La tecnologia della "flotta fantasma" e la guerra delle sanzioni 🚢
Le sanzioni si dirigono specificamente a reti come 2Rivers e 48 petroliere che operano sotto una complessa rete di società di comodo e cambiano frequentemente bandiera e identificazione. Questa flotta fantasma utilizza tecniche come il trasferimento di greggio in alto mare (ship-to-ship) e la manipolazione dei transponder AIS per evadere le restrizioni. Il pacchetto britannico cerca ora di attaccare questa logistica opaca, che dipende da una rete di intermediari e documentazione falsa per mantenere il flusso di petrodollari.

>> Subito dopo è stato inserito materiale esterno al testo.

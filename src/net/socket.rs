//! Non-blocking UDP socket wrapper.
//!
//! A thin layer over [`std::net::UdpSocket`] put into non-blocking mode at
//! bind time, with `try_` variants that turn `WouldBlock` into `None` for
//! polling loops and buffer sizing through `rustix`. The exposed
//! descriptor ([`AsFd`]/[`AsRawFd`]) is what the readiness multiplexer
//! waits on.

use std::io::{self, ErrorKind};
use std::net::UdpSocket as StdUdpSocket;
use std::os::fd::{AsFd, AsRawFd, BorrowedFd, RawFd};

use super::Endpoint;

/// A non-blocking UDP socket.
///
/// All send/recv calls are non-blocking; pair the socket with the
/// [`crate::net::select::Multiplexer`] (or any poll loop) for readiness
/// notification.
pub struct UdpSocket {
    inner: StdUdpSocket,
}

impl UdpSocket {
    /// Creates a new UDP socket bound to the given endpoint.
    ///
    /// # Errors
    ///
    /// Returns an error if the socket cannot be bound (e.g. address in
    /// use) or cannot be switched to non-blocking mode.
    pub fn bind(endpoint: Endpoint) -> io::Result<Self> {
        let inner = StdUdpSocket::bind(endpoint.as_socket_addr())?;
        inner.set_nonblocking(true)?;
        Ok(Self { inner })
    }

    /// Returns the local address this socket is bound to.
    ///
    /// # Errors
    ///
    /// Returns an error if the local address cannot be retrieved.
    pub fn local_addr(&self) -> io::Result<Endpoint> {
        self.inner.local_addr().map(Endpoint::from)
    }

    /// Sends a datagram to the specified endpoint.
    ///
    /// # Errors
    ///
    /// Returns an error on I/O failure or if the socket would block.
    pub fn send_to(&self, buf: &[u8], dest: Endpoint) -> io::Result<usize> {
        self.inner.send_to(buf, dest.as_socket_addr())
    }

    /// Receives a datagram from the socket.
    ///
    /// # Errors
    ///
    /// Returns an error on I/O failure or if no data is available.
    pub fn recv_from(&self, buf: &mut [u8]) -> io::Result<(usize, Endpoint)> {
        self.inner
            .recv_from(buf)
            .map(|(n, addr)| (n, Endpoint::from(addr)))
    }

    /// Attempts to send, returning `Ok(None)` instead of `WouldBlock`.
    ///
    /// # Errors
    ///
    /// Returns an error on I/O failure other than `WouldBlock`.
    pub fn try_send_to(&self, buf: &[u8], dest: Endpoint) -> io::Result<Option<usize>> {
        match self.send_to(buf, dest) {
            Ok(n) => Ok(Some(n)),
            Err(e) if e.kind() == ErrorKind::WouldBlock => Ok(None),
            Err(e) => Err(e),
        }
    }

    /// Attempts to receive, returning `Ok(None)` instead of `WouldBlock`.
    ///
    /// # Errors
    ///
    /// Returns an error on I/O failure other than `WouldBlock`.
    pub fn try_recv_from(&self, buf: &mut [u8]) -> io::Result<Option<(usize, Endpoint)>> {
        match self.recv_from(buf) {
            Ok((n, ep)) => Ok(Some((n, ep))),
            Err(e) if e.kind() == ErrorKind::WouldBlock => Ok(None),
            Err(e) => Err(e),
        }
    }

    /// Sets the socket's send buffer size.
    ///
    /// # Errors
    ///
    /// Returns an error if the option cannot be set.
    pub fn set_send_buffer_size(&self, size: usize) -> io::Result<()> {
        rustix::net::sockopt::set_socket_send_buffer_size(self.inner.as_fd(), size)?;
        Ok(())
    }

    /// Sets the socket's receive buffer size.
    ///
    /// Media receivers usually want this raised well above the default so
    /// fragment bursts survive a slow poll cycle.
    ///
    /// # Errors
    ///
    /// Returns an error if the option cannot be set.
    pub fn set_recv_buffer_size(&self, size: usize) -> io::Result<()> {
        rustix::net::sockopt::set_socket_recv_buffer_size(self.inner.as_fd(), size)?;
        Ok(())
    }

    /// Gets the socket's send buffer size.
    ///
    /// # Errors
    ///
    /// Returns an error if the option cannot be retrieved.
    pub fn send_buffer_size(&self) -> io::Result<usize> {
        Ok(rustix::net::sockopt::get_socket_send_buffer_size(
            self.inner.as_fd(),
        )?)
    }

    /// Gets the socket's receive buffer size.
    ///
    /// # Errors
    ///
    /// Returns an error if the option cannot be retrieved.
    pub fn recv_buffer_size(&self) -> io::Result<usize> {
        Ok(rustix::net::sockopt::get_socket_recv_buffer_size(
            self.inner.as_fd(),
        )?)
    }
}

impl AsFd for UdpSocket {
    fn as_fd(&self) -> BorrowedFd<'_> {
        self.inner.as_fd()
    }
}

impl AsRawFd for UdpSocket {
    fn as_raw_fd(&self) -> RawFd {
        self.inner.as_raw_fd()
    }
}
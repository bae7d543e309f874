//! Actor-style concurrency runtime.
//!
//! - `pool`: elastic worker pool draining a shared queue.
//! - `scheduler`: dedicated timer thread dispatching deadline-ordered items.
//! - `actor`: addressable actors with per-actor serialized dispatch, built
//!   on the pool and the scheduler.

pub mod actor;
pub mod pool;
pub mod scheduler;
//! Addressable actors with strictly serialized dispatch.
//!
//! An [`Actor`] is a unit of sequential message processing: the runtime
//! guarantees that at most one worker is ever inside a given actor, while
//! distinct actors run in parallel across the dispatch pool. Registering
//! an actor moves it into the runtime's slot table and yields a typed
//! [`ActorHandle`], the only way to address it afterwards.
//!
//! # Lifecycle
//!
//! [`ActorHandle::kill`] is cooperative: it clears the alive flag and
//! posts one sentinel message so the actor is visited at least once more.
//! The dispatch step that observes the dead flag removes the actor from
//! the table; messages addressed to an id that is already gone are
//! silently dropped (delivery is best-effort, at most once). Messages
//! already queued when `kill` runs may still execute; the flag only
//! stops dispatch that has not started yet.
//!
//! # Dispatch locking
//!
//! Workers take the registry lock only to look up the cell, then the
//! actor's own lock, then release the registry lock before running user
//! code. The registry is therefore never blocked behind a slow handler,
//! and two messages for the same actor serialize on the actor lock.

use std::any::Any;
use std::collections::HashMap;
use std::marker::PhantomData;
use std::sync::atomic::{AtomicBool, AtomicU64, Ordering};
use std::sync::{Arc, Mutex, MutexGuard, PoisonError};
use std::time::Duration;

use crate::runtime::pool::WorkerPool;
use crate::runtime::scheduler::{DeadlineScheduler, ScheduleHandle};
use crate::trace::{debug, info};

/// A unit of strictly serialized message processing.
///
/// Implementations receive their messages in `treat` and deadline wakes
/// in `timeout`. Both run on dispatch-pool workers, never concurrently
/// for the same actor.
pub trait Actor: Send + 'static {
    /// Message type accepted by [`Actor::treat`].
    type Message: Send + 'static;

    /// Handles one message.
    fn treat(&mut self, msg: Self::Message);

    /// Handles a scheduled timeout. Default: ignore.
    fn timeout(&mut self) {}
}
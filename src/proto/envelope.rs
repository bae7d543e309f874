//! The shared wire envelope: protocol, method, headers, body.

use std::fmt;

/// Insertion-ordered header collection with case-insensitive names.
///
/// Header order is preserved exactly as inserted, which keeps encoded
/// output deterministic; lookups ignore ASCII case per the wire rules.
#[derive(Debug, Clone, Default, PartialEq, Eq)]
pub struct Headers(Vec<(String, String)>);

impl Headers {
    /// Creates an empty collection.
    #[must_use]
    pub fn new() -> Self {
        Self::default()
    }

    /// Inserts a header, replacing a same-named (case-insensitive) one.
    pub fn insert(&mut self, name: impl Into<String>, value: impl Into<String>) {
        let name = name.into();
        let value = value.into();
        match self
            .0
            .iter_mut()
            .find(|(existing, _)| existing.eq_ignore_ascii_case(&name))
        {
            Some(slot) => slot.1 = value,
            None => self.0.push((name, value)),
        }
    }

    /// Looks a header up by case-insensitive name.
    #[must_use]
    pub fn get(&self, name: &str) -> Option<&str> {
        self.0
            .iter()
            .find(|(existing, _)| existing.eq_ignore_ascii_case(name))
            .map(|(_, value)| value.as_str())
    }

    /// Iterates headers in insertion order.
    pub fn iter(&self) -> impl Iterator<Item = (&str, &str)> {
        self.0.iter().map(|(n, v)| (n.as_str(), v.as_str()))
    }

    /// Number of headers.
    #[must_use]
    pub fn len(&self) -> usize {
        self.0.len()
    }

    /// Whether no header is present.
    #[must_use]
    pub fn is_empty(&self) -> bool {
        self.0.is_empty()
    }
}

/// One parsed (or to-be-encoded) wire envelope.
///
/// Immutable once built by the parser; encoders construct it field by
/// field and call [`Packet::encode`].
#[derive(Debug, Clone, Default, PartialEq, Eq)]
pub struct Packet {
    /// First token of the first line, e.g. `VCP2P`.
    pub protocol: String,
    /// Second token of the first line, e.g. `FRAGMENT`.
    pub method: String,
    /// Named header values, excluding `content-length`.
    pub headers: Headers,
    /// Raw body bytes; empty when no `content-length` was declared.
    pub body: Vec<u8>,
}

impl Packet {
    /// Shortcut for [`Headers::get`].
    #[must_use]
    pub fn header(&self, name: &str) -> Option<&str> {
        self.headers.get(name)
    }

    /// Serializes the packet into its wire form.
    ///
    /// `content-length` is emitted exactly when the body is non-empty;
    /// it is derived from the body and never stored as a header.
    #[must_use]
    pub fn encode(&self) -> Vec<u8> {
        let mut wire = Vec::with_capacity(64 + self.body.len());
        wire.extend_from_slice(self.protocol.as_bytes());
        wire.push(b' ');
        wire.extend_from_slice(self.method.as_bytes());
        wire.extend_from_slice(b"\r\n");
        for (name, value) in self.headers.iter() {
            wire.extend_from_slice(name.as_bytes());
            wire.extend_from_slice(b": ");
            wire.extend_from_slice(value.as_bytes());
            wire.extend_from_slice(b"\r\n");
        }
        if !self.body.is_empty() {
            wire.extend_from_slice(format!("content-length: {}\r\n", self.body.len()).as_bytes());
        }
        wire.extend_from_slice(b"\r\n");
        wire.extend_from_slice(&self.body);
        wire
    }
}

impl fmt::Display for Packet {
    fn fmt(&self, f: &mut fmt::Formatter<'_>) -> fmt::Result {
        write!(f, "[{} {}", self.protocol, self.method)?;
        for (name, value) in self.headers.iter() {
            write!(f, " {name}: {value};")?;
        }
        write!(f, " body {} bytes]", self.body.len())
    }
}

Operazione "Caccia alla petroliera fantasma": Chi spegne l'AIS? 🕵️
La corsa per nascondere una nave delle dimensioni di diversi campi da calcio in pieno oceano è il nuovo sport estremo della geopolitica. Mentre i satelliti li sorvegliano, i capitani giocano a nascondino con il loro segnale GPS, come se disconnettere l'AIS li rendesse invisibili. Si immagina la scena: una petroliera con un nome nuovo dipinto in fretta, cercando di sembrare innocente mentre trasporta un carico valutato in milioni. Le sanzioni si trasformano in un gioco globale del gatto e il topo, dove il topo è una nave di 300 metri di lunghezza.